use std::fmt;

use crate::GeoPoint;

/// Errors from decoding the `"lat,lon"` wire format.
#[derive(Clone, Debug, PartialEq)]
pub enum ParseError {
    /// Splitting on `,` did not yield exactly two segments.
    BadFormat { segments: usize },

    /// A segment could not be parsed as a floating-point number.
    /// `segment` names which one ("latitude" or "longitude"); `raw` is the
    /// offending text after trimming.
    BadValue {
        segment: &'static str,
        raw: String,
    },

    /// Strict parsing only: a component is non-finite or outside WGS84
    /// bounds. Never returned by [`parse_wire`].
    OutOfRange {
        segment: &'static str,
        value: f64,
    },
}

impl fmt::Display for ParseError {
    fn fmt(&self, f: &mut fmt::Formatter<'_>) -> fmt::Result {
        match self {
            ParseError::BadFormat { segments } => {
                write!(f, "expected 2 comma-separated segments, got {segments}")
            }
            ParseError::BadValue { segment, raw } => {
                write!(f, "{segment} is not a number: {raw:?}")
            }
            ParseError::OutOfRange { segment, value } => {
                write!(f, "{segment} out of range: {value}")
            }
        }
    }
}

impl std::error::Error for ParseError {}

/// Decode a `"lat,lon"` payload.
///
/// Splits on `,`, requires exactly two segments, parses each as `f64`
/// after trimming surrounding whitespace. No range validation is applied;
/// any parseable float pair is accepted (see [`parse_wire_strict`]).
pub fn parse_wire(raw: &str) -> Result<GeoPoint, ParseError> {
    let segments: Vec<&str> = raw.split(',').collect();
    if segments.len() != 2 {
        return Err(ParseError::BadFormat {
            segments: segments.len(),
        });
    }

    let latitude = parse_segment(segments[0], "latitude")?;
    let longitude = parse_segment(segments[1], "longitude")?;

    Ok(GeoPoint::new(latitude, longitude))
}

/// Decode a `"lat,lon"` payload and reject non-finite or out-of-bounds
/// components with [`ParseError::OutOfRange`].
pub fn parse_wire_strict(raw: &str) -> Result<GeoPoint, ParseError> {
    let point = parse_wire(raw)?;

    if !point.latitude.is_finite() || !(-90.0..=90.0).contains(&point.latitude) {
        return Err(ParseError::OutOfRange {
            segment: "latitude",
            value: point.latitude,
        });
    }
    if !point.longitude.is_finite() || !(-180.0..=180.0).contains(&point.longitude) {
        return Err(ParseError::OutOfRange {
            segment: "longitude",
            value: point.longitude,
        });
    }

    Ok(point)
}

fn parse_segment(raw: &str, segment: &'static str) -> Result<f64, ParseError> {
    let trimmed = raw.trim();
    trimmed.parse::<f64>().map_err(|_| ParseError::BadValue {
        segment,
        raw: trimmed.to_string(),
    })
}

════════════════════

▶ Task description:
Every line in the data that holds the string "Result" should be returned.

▶ Solution to this problem:
    fn fmt(&self, f: &mut fmt::Formatter<'_>) -> fmt::Result {
pub fn parse_wire(raw: &str) -> Result<GeoPoint, ParseError> {
pub fn parse_wire_strict(raw: &str) -> Result<GeoPoint, ParseError> {
fn parse_segment(raw: &str, segment: &'static str) -> Result<f64, ParseError> {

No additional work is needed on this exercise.